[Collected data entries]

__________________________________________________

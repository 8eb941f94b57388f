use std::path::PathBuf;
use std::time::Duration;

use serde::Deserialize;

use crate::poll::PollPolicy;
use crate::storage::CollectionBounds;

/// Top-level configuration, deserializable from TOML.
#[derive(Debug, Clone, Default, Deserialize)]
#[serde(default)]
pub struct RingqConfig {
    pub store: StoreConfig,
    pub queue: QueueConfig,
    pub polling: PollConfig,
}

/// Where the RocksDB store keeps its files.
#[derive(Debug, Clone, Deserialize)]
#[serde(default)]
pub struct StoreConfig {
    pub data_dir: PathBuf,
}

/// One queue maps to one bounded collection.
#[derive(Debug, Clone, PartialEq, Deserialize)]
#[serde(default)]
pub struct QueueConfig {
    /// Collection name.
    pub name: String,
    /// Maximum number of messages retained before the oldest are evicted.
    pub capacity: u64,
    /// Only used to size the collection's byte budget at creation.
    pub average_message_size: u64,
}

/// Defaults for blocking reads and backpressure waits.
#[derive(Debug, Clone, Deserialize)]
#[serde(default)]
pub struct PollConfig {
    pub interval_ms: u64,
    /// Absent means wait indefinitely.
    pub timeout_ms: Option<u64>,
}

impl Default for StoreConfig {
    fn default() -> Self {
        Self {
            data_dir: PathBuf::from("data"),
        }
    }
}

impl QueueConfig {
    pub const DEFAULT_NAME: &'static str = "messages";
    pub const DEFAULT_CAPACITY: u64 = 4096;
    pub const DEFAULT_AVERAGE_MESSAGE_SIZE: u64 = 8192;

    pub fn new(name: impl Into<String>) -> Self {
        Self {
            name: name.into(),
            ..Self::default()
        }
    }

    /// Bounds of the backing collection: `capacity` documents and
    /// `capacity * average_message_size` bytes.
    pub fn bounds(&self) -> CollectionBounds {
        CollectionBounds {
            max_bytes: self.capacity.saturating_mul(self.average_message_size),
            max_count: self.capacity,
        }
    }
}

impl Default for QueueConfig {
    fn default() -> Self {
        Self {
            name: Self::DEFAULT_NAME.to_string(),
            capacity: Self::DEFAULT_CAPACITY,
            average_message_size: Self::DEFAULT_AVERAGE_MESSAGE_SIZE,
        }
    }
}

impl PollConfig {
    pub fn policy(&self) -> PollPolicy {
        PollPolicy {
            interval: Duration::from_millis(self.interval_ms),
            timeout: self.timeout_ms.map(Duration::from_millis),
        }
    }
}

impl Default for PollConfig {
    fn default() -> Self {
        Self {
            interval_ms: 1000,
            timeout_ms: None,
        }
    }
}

__________________________________________________

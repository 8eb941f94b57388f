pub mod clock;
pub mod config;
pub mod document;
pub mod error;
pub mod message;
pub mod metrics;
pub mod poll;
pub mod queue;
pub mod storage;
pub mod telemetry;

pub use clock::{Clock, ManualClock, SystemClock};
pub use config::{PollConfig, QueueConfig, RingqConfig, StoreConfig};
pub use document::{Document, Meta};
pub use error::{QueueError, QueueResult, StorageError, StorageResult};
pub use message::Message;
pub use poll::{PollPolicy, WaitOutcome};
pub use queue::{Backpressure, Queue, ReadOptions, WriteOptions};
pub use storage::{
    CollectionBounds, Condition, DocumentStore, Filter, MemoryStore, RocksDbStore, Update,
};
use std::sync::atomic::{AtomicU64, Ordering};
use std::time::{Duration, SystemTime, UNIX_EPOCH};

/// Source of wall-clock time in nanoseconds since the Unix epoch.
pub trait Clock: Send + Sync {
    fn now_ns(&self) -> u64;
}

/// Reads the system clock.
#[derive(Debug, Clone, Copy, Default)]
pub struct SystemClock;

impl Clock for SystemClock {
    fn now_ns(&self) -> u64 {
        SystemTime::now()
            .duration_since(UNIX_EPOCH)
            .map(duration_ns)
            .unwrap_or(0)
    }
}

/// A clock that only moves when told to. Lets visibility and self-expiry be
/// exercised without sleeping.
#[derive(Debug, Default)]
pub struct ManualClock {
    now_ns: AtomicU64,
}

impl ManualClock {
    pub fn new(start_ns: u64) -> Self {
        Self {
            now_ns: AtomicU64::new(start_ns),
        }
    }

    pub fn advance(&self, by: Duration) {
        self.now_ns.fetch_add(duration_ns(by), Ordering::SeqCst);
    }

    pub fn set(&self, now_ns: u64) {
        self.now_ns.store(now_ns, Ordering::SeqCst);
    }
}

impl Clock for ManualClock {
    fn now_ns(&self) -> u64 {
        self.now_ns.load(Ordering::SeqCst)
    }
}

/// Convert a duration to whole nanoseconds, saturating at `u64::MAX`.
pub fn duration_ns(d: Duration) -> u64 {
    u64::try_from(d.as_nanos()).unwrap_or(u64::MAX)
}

__________________________________________________

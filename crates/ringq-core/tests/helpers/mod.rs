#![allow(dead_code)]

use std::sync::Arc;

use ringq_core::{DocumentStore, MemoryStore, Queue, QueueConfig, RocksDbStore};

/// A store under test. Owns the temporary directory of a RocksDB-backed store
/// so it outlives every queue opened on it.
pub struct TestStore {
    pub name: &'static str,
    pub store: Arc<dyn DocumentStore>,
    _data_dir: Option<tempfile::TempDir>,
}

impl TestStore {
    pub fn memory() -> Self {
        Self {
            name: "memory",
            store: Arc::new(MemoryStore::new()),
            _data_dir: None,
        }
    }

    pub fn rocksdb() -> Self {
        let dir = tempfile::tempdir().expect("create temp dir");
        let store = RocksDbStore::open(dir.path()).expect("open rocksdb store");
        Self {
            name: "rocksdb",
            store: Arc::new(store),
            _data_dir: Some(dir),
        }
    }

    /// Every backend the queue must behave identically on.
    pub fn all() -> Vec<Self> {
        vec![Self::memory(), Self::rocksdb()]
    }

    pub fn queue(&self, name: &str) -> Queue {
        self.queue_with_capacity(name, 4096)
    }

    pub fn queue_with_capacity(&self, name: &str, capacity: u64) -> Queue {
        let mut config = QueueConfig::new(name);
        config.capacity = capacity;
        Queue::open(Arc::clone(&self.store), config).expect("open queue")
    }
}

__________________________________________________

Check each line above for the word "StoreConfig", and copy the lines where it appears.

ANSWER TO THE PROBLEM
    pub store: StoreConfig,
pub struct StoreConfig {
impl Default for StoreConfig {
pub use config::{PollConfig, QueueConfig, RingqConfig, StoreConfig};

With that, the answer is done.